Review: World Bolshevism, by Iulii Martov

Paul Kellogg and Mariya Melentyeva have performed an important service by bringing this long-forgotten work by the most famous of the Mensheviks back into print. Their new translation and Kellogg’s introduction are excellent; the book deserves a wide audience.

I first came across this material back in the 1970s, in the dusty back-room of a used bookstore high up in an industrial building in New York’s Greenwich Village. I was so taken by Martov’s writing that I reprinted most of this book in the journal I was then editing, The New International Review. There was no question in mind then and now that Martov’s was an important voice and a key figure in the creation of a left-wing alternative to Soviet Communism.

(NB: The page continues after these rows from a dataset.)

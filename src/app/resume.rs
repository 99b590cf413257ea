use leptos::prelude::*;

use super::controls::use_page_controls;

#[component]
pub fn ResumeDialog() -> impl IntoView {
    let controls = use_page_controls();

    view! {
        <Show when=move || controls.resume_open()>
            <div
                class="fixed inset-0 bg-black/50 backdrop-blur-sm z-50 flex items-center justify-center p-4"
                role="dialog"
                aria-modal="true"
                aria-labelledby="resume-dialog-title"
            >
                <div class="bg-white rounded-2xl p-8 max-w-md w-full mx-4 relative animate-pop-in">
                    <button
                        class="absolute top-4 right-4 text-slate-400 hover:text-slate-600 transition-colors text-2xl leading-none"
                        aria-label="Close"
                        on:click=move |_| controls.close_resume()
                    >
                        "✕"
                    </button>

                    <div class="text-center">
                        <div class="w-16 h-16 bg-amber-100 rounded-2xl flex items-center justify-center mx-auto mb-6 text-2xl text-amber-600">
                            "⬇"
                        </div>

                        <h3 id="resume-dialog-title" class="text-2xl font-bold text-slate-900 mb-2">
                            "Resume"
                        </h3>
                        <p class="text-slate-600 mb-8">"Choose how you'd like to access my resume"</p>

                        <div class="flex flex-col sm:flex-row gap-4">
                            <button
                                class="flex-1 px-6 py-3 rounded-md font-medium bg-amber-600 hover:bg-amber-700 text-white"
                                on:click=move |_| controls.download_resume()
                            >
                                <span class="mr-2">"⬇"</span>
                                "Download"
                            </button>
                            <button
                                class="flex-1 px-6 py-3 rounded-md font-medium border-2 border-slate-300 text-slate-700 hover:border-amber-600 hover:text-amber-600"
                                on:click=move |_| controls.view_resume_online()
                            >
                                <span class="mr-2">"↗"</span>
                                "View Online"
                            </button>
                        </div>
                    </div>
                </div>
            </div>
        </Show>
    }
}
use leptos::{html, prelude::*};
use leptos_use::use_element_visibility;

/// Fades its children up into place the first time they scroll into view.
#[component]
pub fn Reveal(
    children: Children,
    #[prop(optional, into)] class: String,
    /// Extra delay before the transition starts, used to stagger grid items.
    #[prop(optional)]
    delay_ms: u32,
) -> impl IntoView {
    let target = NodeRef::<html::Div>::new();
    let visible = use_element_visibility(target);
    let (revealed, set_revealed) = signal(false);

    Effect::new(move |_| {
        if visible.get() {
            set_revealed.set(true);
        }
    });

    let classes = move || {
        let state = if revealed.get() {
            "opacity-100 translate-y-0"
        } else {
            "opacity-0 translate-y-[60px]"
        };
        format!("transition-all duration-[600ms] ease-out {state} {class}")
    };

    view! {
        <div node_ref=target class=classes style:transition-delay=format!("{delay_ms}ms")>
            {children()}
        </div>
    }
}
use leptos::prelude::{document, window};
use wasm_bindgen::JsCast;
use web_sys::{HtmlAnchorElement, ScrollBehavior, ScrollToOptions};

use crate::page::{ResourceOpener, Viewport};

/// The window's own scrolling document.
pub struct BrowserViewport;

impl Viewport for BrowserViewport {
    fn region_top(&self, id: &str) -> Option<f64> {
        let el = document().get_element_by_id(id)?;
        Some(el.get_bounding_client_rect().top() + self.scroll_top())
    }

    fn scroll_top(&self) -> f64 {
        window().scroll_y().unwrap_or_default()
    }

    fn scroll_to(&self, top: f64) {
        let opts = ScrollToOptions::new();
        opts.set_top(top);
        opts.set_behavior(ScrollBehavior::Smooth);
        window().scroll_to_with_scroll_to_options(&opts);
    }
}

pub struct BrowserOpener;

impl ResourceOpener for BrowserOpener {
    fn download(&self, url: &str, file_name: &str) {
        let document = document();
        let Some(body) = document.body() else {
            log::warn!("no document body to attach download link to");
            return;
        };
        let link = match document
            .create_element("a")
            .map(|el| el.dyn_into::<HtmlAnchorElement>())
        {
            Ok(Ok(link)) => link,
            _ => {
                log::warn!("couldn't create download link");
                return;
            }
        };
        link.set_href(url);
        link.set_download(file_name);
        if body.append_child(&link).is_err() {
            log::warn!("couldn't attach download link");
            return;
        }
        link.click();
        let _ = body.remove_child(&link);
    }

    fn open_external(&self, url: &str) {
        if window().open_with_url_and_target(url, "_blank").is_err() {
            log::warn!("couldn't open {url}");
        }
    }
}

/// Largest vertical scroll offset the document currently allows.
pub fn max_scroll_offset() -> f64 {
    document()
        .document_element()
        .map(|el| f64::from(el.scroll_height() - el.client_height()))
        .unwrap_or_default()
}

This book reminds me of what was so powerful about Martov’s ideas. For example, he describes the Bolshevik coup d’etat of November 1917 as “an attempt to create a state machine very similar in its structure to the former military and bureaucratic type” — meaning the tsarist regime — but “in the hands of a small party” (the Bolsheviks). Such a state — the Soviet state — “might be presented to the masses … as the destruction of the old state machinery, the birth of a stateless society based on a minimum of coercion and discipline.”

My problem with the book — and the reason why I’d describe it as flawed — is that the audience to which Martov directed his arguments no longer exists. The book consists in large part of a discussion of the French revolutions of the 18th century, 1848 and the Paris Commune of 1871. There are many more references to what the Commune did than what the Bolsheviks did. The reason is that Martov was desperately searching for quotes from Marx and Engels to prove that Lenin was anything but an orthodox Marxist — and these quotes are not hard to find.

The book was in a sense a rebuttal to Lenin’s dishonest 1917 pamphlet, State and Revolution in which he predicted the creation of a classless, stateless society following the revolution that his party was about to launch. The society Lenin described, without coercion, without police or prisons, is an anarchist fantasy. Within a few months of Lenin writing the book, the Bolsheviks were in happen, the Cheka had been created, the first labour camps built, the opposition socialist press banned.

Martov won the argument with Lenin, if the argument was really about who was the more authentic Marxist. But sadly, he lost the war.